Strumenti di Pianificazione e Gestione aziendale: Il rendiconto finanziario per le piccole e micro imprese (2°)

Dai cenni fin qui fatti, una sana gestione aziendale presuppone una costante attività di verifica dei risultati conseguiti e una attenta programmazione dell’attività futura, sia dal punto di vista economico che patrimoniale e –non ultimo  – da quello finanziario: economico per misurare che la redditività dell’azienda consenta di realizzare un utile; patrimoniale per far sì che la struttura abbia mezzi adeguati e di costo sostenibile in relazione alle sua potenzialità produttiva; finanziaria per misurare l’equilibrio finanziario, cioè la capacità della gestione di produrre “liquidità” tale da consentire l’esborso monetario derivante dai costi d’esercizio corrente e da eventuali finanziamenti assunti presso terzi : fisiologicamente per nuovi investimenti o momentanee “necessità di cassa”.

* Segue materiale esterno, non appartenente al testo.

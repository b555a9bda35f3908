//! Parameter sets for the authentication actions.

use crate::req::Params;

/// Legacy two-step `action=login`.
pub struct Login {
    pub name: String,
    pub password: String,
    pub token: String,
}

impl Login {
    pub fn build(self) -> Params {
        let mut params = Params::new();
        params.insert("action", "login");
        params.insert("lgname", self.name);
        params.insert("lgpassword", self.password);
        params.insert("lgtoken", self.token);
        params
    }
}

/// Modern `action=clientlogin` (MW 1.27+).
pub struct ClientLogin {
    pub username: String,
    pub password: String,
    pub token: String,
    /// Required by the AuthManager flow; the endpoint origin works.
    pub return_url: String,
}

impl ClientLogin {
    pub fn build(self) -> Params {
        let mut params = Params::new();
        params.insert("action", "clientlogin");
        params.insert("username", self.username);
        params.insert("password", self.password);
        params.insert("logintoken", self.token);
        params.insert("loginreturnurl", self.return_url);
        params
    }
}

pub fn logout(token: String) -> Params {
    let mut params = Params::new();
    params.insert("action", "logout");
    params.insert("token", token);
    params
}
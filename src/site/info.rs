//! Site metadata loaded from `meta=siteinfo` and `meta=userinfo`.

use std::collections::{BTreeSet, HashMap};

use serde_json::Value;

use crate::error::{Error, Result};
use crate::title::normalize;

/// Server version triple parsed out of the `generator` string.
#[derive(Clone, Copy, PartialEq, Eq, PartialOrd, Ord, Debug, Default)]
pub struct MwVersion {
    pub major: u32,
    pub minor: u32,
    pub revision: u32,
}

impl MwVersion {
    pub const fn new(major: u32, minor: u32, revision: u32) -> Self {
        Self {
            major,
            minor,
            revision,
        }
    }

    /// Parses `"MediaWiki 1.39.1-wmf.4"` and the like. Unparseable parts
    /// default to zero.
    pub fn parse(generator: &str) -> Self {
        let numbers = generator.rsplit(' ').next().unwrap_or(generator);
        let mut parts = numbers.split('.').map(|p| {
            let digits: String = p.chars().take_while(char::is_ascii_digit).collect();
            digits.parse::<u32>().unwrap_or(0)
        });
        Self {
            major: parts.next().unwrap_or(0),
            minor: parts.next().unwrap_or(0),
            revision: parts.next().unwrap_or(0),
        }
    }

    pub fn at_least(&self, major: u32, minor: u32) -> bool {
        (self.major, self.minor) >= (major, minor)
    }
}

/// First-letter casing policy of a site or namespace.
#[derive(Clone, Copy, PartialEq, Eq, Debug, Default)]
pub enum TitleCase {
    /// The first letter of a title is upper-cased.
    #[default]
    FirstLetter,
    CaseSensitive,
}

impl TitleCase {
    fn parse(s: &str) -> Self {
        if s == "case-sensitive" {
            TitleCase::CaseSensitive
        } else {
            TitleCase::FirstLetter
        }
    }
}

/// One namespace of a site.
#[derive(Clone, Debug, PartialEq, Eq)]
pub struct Namespace {
    pub id: i32,
    /// The English canonical name; empty for the main namespace.
    pub canonical: String,
    /// The localized display name; empty for the main namespace.
    pub localized: String,
    pub aliases: BTreeSet<String>,
    pub is_content: bool,
}

impl Namespace {
    pub const MEDIA: i32 = -2;
    pub const SPECIAL: i32 = -1;
    pub const MAIN: i32 = 0;
    pub const TALK: i32 = 1;
    pub const USER: i32 = 2;
    pub const PROJECT: i32 = 4;
    pub const FILE: i32 = 6;
    pub const MEDIAWIKI: i32 = 8;
    pub const TEMPLATE: i32 = 10;
    pub const HELP: i32 = 12;
    pub const CATEGORY: i32 = 14;

    pub fn is_talk(&self) -> bool {
        self.id > Self::MAIN && self.id % 2 == 1
    }

    pub fn is_subject(&self) -> bool {
        !self.is_talk()
    }

    /// The talk namespace id paired with this namespace, when one exists.
    pub fn talk_id(&self) -> Option<i32> {
        if self.id < Self::MAIN {
            None
        } else if self.is_talk() {
            Some(self.id)
        } else {
            Some(self.id + 1)
        }
    }

    pub fn subject_id(&self) -> i32 {
        if self.is_talk() {
            self.id - 1
        } else {
            self.id
        }
    }

    /// The name shown to users: localized when present, canonical
    /// otherwise.
    pub fn display_name(&self) -> &str {
        if self.localized.is_empty() {
            &self.canonical
        } else {
            &self.localized
        }
    }
}

/// The namespace table of one site, indexed by id and by every known name.
#[derive(Clone, Debug, Default)]
pub struct NamespaceCollection {
    by_id: HashMap<i32, Namespace>,
    index: HashMap<String, i32>,
}

impl NamespaceCollection {
    pub fn get(&self, id: i32) -> Option<&Namespace> {
        self.by_id.get(&id)
    }

    /// Case-insensitive lookup by canonical name, localized name or alias,
    /// after whitespace/underscore normalisation.
    pub fn resolve(&self, name: &str) -> Option<&Namespace> {
        let key = Self::index_key(name);
        self.index.get(&key).and_then(|id| self.by_id.get(id))
    }

    pub fn iter(&self) -> impl Iterator<Item = &Namespace> {
        self.by_id.values()
    }

    fn index_key(name: &str) -> String {
        normalize(name).to_lowercase()
    }

    pub fn insert(&mut self, ns: Namespace) {
        for name in [&ns.canonical, &ns.localized] {
            if !name.is_empty() {
                self.index.insert(Self::index_key(name), ns.id);
            }
        }
        for alias in &ns.aliases {
            self.index.insert(Self::index_key(alias), ns.id);
        }
        // the main namespace has no name but must resolve by id
        self.by_id.insert(ns.id, ns);
    }

    pub fn add_alias(&mut self, id: i32, alias: &str) {
        if let Some(ns) = self.by_id.get_mut(&id) {
            ns.aliases.insert(alias.to_owned());
            self.index.insert(Self::index_key(alias), id);
        }
    }
}

/// One row of the interwiki map.
#[derive(Clone, Debug, PartialEq, Eq)]
pub struct InterwikiEntry {
    pub prefix: String,
    pub url: String,
    pub is_local: bool,
    pub is_language_link: bool,
    pub is_extra_language_link: bool,
}

/// The interwiki table of one site, keyed by lower-cased prefix.
#[derive(Clone, Debug, Default)]
pub struct InterwikiMap {
    entries: HashMap<String, InterwikiEntry>,
}

impl InterwikiMap {
    pub fn resolve(&self, prefix: &str) -> Option<&InterwikiEntry> {
        self.entries.get(&prefix.to_lowercase())
    }

    pub fn insert(&mut self, entry: InterwikiEntry) {
        self.entries.insert(entry.prefix.to_lowercase(), entry);
    }

    pub fn iter(&self) -> impl Iterator<Item = &InterwikiEntry> {
        self.entries.values()
    }
}

#[derive(Clone, Debug, PartialEq, Eq)]
pub struct MagicWord {
    pub name: String,
    pub aliases: Vec<String>,
    pub case_sensitive: bool,
}

/// Site metadata, immutable after bootstrap.
#[derive(Clone, Debug, Default)]
pub struct SiteInfo {
    pub generator: String,
    pub version: MwVersion,
    pub site_name: String,
    pub main_page: String,
    pub language: String,
    pub case: TitleCase,
    pub min_upload_chunk_size: Option<u64>,
    pub max_upload_size: Option<u64>,
    pub extensions: Vec<String>,
    pub namespaces: NamespaceCollection,
    pub interwiki: InterwikiMap,
    pub magic_words: Vec<MagicWord>,
}

/// Truthy for both fv2 (`true`) and fv1 (`""` presence) flag encodings.
fn flag(v: Option<&Value>) -> bool {
    matches!(v, Some(Value::Bool(true)) | Some(Value::String(_)))
}

fn str_field(v: &Value, key: &str) -> String {
    v.get(key).and_then(Value::as_str).unwrap_or("").to_owned()
}

impl SiteInfo {
    pub fn has_extension(&self, name: &str) -> bool {
        self.extensions.iter().any(|e| e == name)
    }

    /// Builds the record from the `query` object of a
    /// `meta=siteinfo&siprop=general|namespaces|namespacealiases|interwikimap|extensions|magicwords`
    /// response.
    pub fn from_query(query: &Value) -> Result<Self> {
        let general = query
            .get("general")
            .ok_or_else(|| Error::InvalidResponse("siteinfo lacks general".to_owned()))?;
        let generator = str_field(general, "generator");
        let mut info = SiteInfo {
            version: MwVersion::parse(&generator),
            generator,
            site_name: str_field(general, "sitename"),
            main_page: str_field(general, "mainpage"),
            language: str_field(general, "lang"),
            case: TitleCase::parse(&str_field(general, "case")),
            min_upload_chunk_size: general
                .get("minuploadchunksize")
                .and_then(Value::as_u64),
            max_upload_size: general.get("maxuploadsize").and_then(Value::as_u64),
            ..Default::default()
        };

        if let Some(Value::Object(namespaces)) = query.get("namespaces") {
            for ns in namespaces.values() {
                let Some(id) = ns.get("id").and_then(Value::as_i64) else {
                    continue;
                };
                let localized = ns
                    .get("name")
                    .or_else(|| ns.get("*"))
                    .and_then(Value::as_str)
                    .unwrap_or("")
                    .to_owned();
                info.namespaces.insert(Namespace {
                    id: id as i32,
                    canonical: str_field(ns, "canonical"),
                    localized,
                    aliases: BTreeSet::new(),
                    is_content: flag(ns.get("content")),
                });
            }
        }
        if let Some(Value::Array(aliases)) = query.get("namespacealiases") {
            for alias in aliases {
                let id = alias.get("id").and_then(Value::as_i64).unwrap_or(0) as i32;
                let name = alias
                    .get("alias")
                    .or_else(|| alias.get("*"))
                    .and_then(Value::as_str)
                    .unwrap_or("");
                if !name.is_empty() {
                    info.namespaces.add_alias(id, name);
                }
            }
        }
        if let Some(Value::Array(map)) = query.get("interwikimap") {
            for entry in map {
                let prefix = str_field(entry, "prefix");
                if prefix.is_empty() {
                    continue;
                }
                info.interwiki.insert(InterwikiEntry {
                    prefix,
                    url: str_field(entry, "url"),
                    is_local: flag(entry.get("local")),
                    is_language_link: entry.get("language").is_some(),
                    is_extra_language_link: flag(entry.get("extralanglink")),
                });
            }
        }
        if let Some(Value::Array(extensions)) = query.get("extensions") {
            for ext in extensions {
                let name = str_field(ext, "name");
                if !name.is_empty() {
                    info.extensions.push(name);
                }
            }
        }
        if let Some(Value::Array(words)) = query.get("magicwords") {
            for word in words {
                info.magic_words.push(MagicWord {
                    name: str_field(word, "name"),
                    aliases: word
                        .get("aliases")
                        .and_then(Value::as_array)
                        .map(|a| {
                            a.iter()
                                .filter_map(Value::as_str)
                                .map(str::to_owned)
                                .collect()
                        })
                        .unwrap_or_default(),
                    case_sensitive: flag(word.get("case-sensitive")),
                });
            }
        }
        Ok(info)
    }
}

/// The account the session is acting as.
#[derive(Clone, Debug, PartialEq, Eq)]
pub struct AccountInfo {
    pub name: String,
    pub id: u64,
    pub is_anonymous: bool,
    pub groups: BTreeSet<String>,
    pub rights: BTreeSet<String>,
}

impl Default for AccountInfo {
    fn default() -> Self {
        Self::anonymous()
    }
}

impl AccountInfo {
    pub fn anonymous() -> Self {
        Self {
            name: String::new(),
            id: 0,
            is_anonymous: true,
            groups: BTreeSet::new(),
            rights: BTreeSet::new(),
        }
    }

    pub fn has_right(&self, right: &str) -> bool {
        self.rights.contains(right)
    }

    pub fn in_group(&self, group: &str) -> bool {
        self.groups.contains(group)
    }

    /// Builds the record from the `query.userinfo` object.
    pub fn from_userinfo(userinfo: &Value) -> Self {
        let collect = |key: &str| -> BTreeSet<String> {
            userinfo
                .get(key)
                .and_then(Value::as_array)
                .map(|a| {
                    a.iter()
                        .filter_map(Value::as_str)
                        .map(str::to_owned)
                        .collect()
                })
                .unwrap_or_default()
        };
        let id = userinfo.get("id").and_then(Value::as_u64).unwrap_or(0);
        Self {
            name: str_field(userinfo, "name"),
            id,
            is_anonymous: flag(userinfo.get("anon")) || id == 0,
            groups: collect("groups"),
            rights: collect("rights"),
        }
    }
}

Dalla verifica di quanto operato si dovranno trarre le opportune indicazioni per la pianificazione dell’attività futura e le prospettive sui “flussi di cassa” che assicurino la “solvibilità d’impresa”.

In tema di previsione dei “flussi di cassa” e di rendiconto finanziario, è pur vero che le piccole e micro imprese non hanno l’obbligo giuridico di redigere – insieme al bilancio – anche tale rendiconto, ma – prescindendo dall’indubbia utilità gestionale – è da rammentare che la recente

normativa sulla “crisi d’impresa e l’insolvenza” è rivolta a tutte le imprese, con il relativo onere di tenere costantemente sotto osservazione, mediante l’elaborazione di opportuni indici, oltre che le capacità economico-patrimoniali, anche quelle finanziarie dell’impresa mediante il controllo della “dinamica finanziaria di previsione”: indirettamente quindi, diviene necessario, anche per le piccole imprese, l’utilizzo del rendiconto finanziario o di suoi sostitutivi contabili.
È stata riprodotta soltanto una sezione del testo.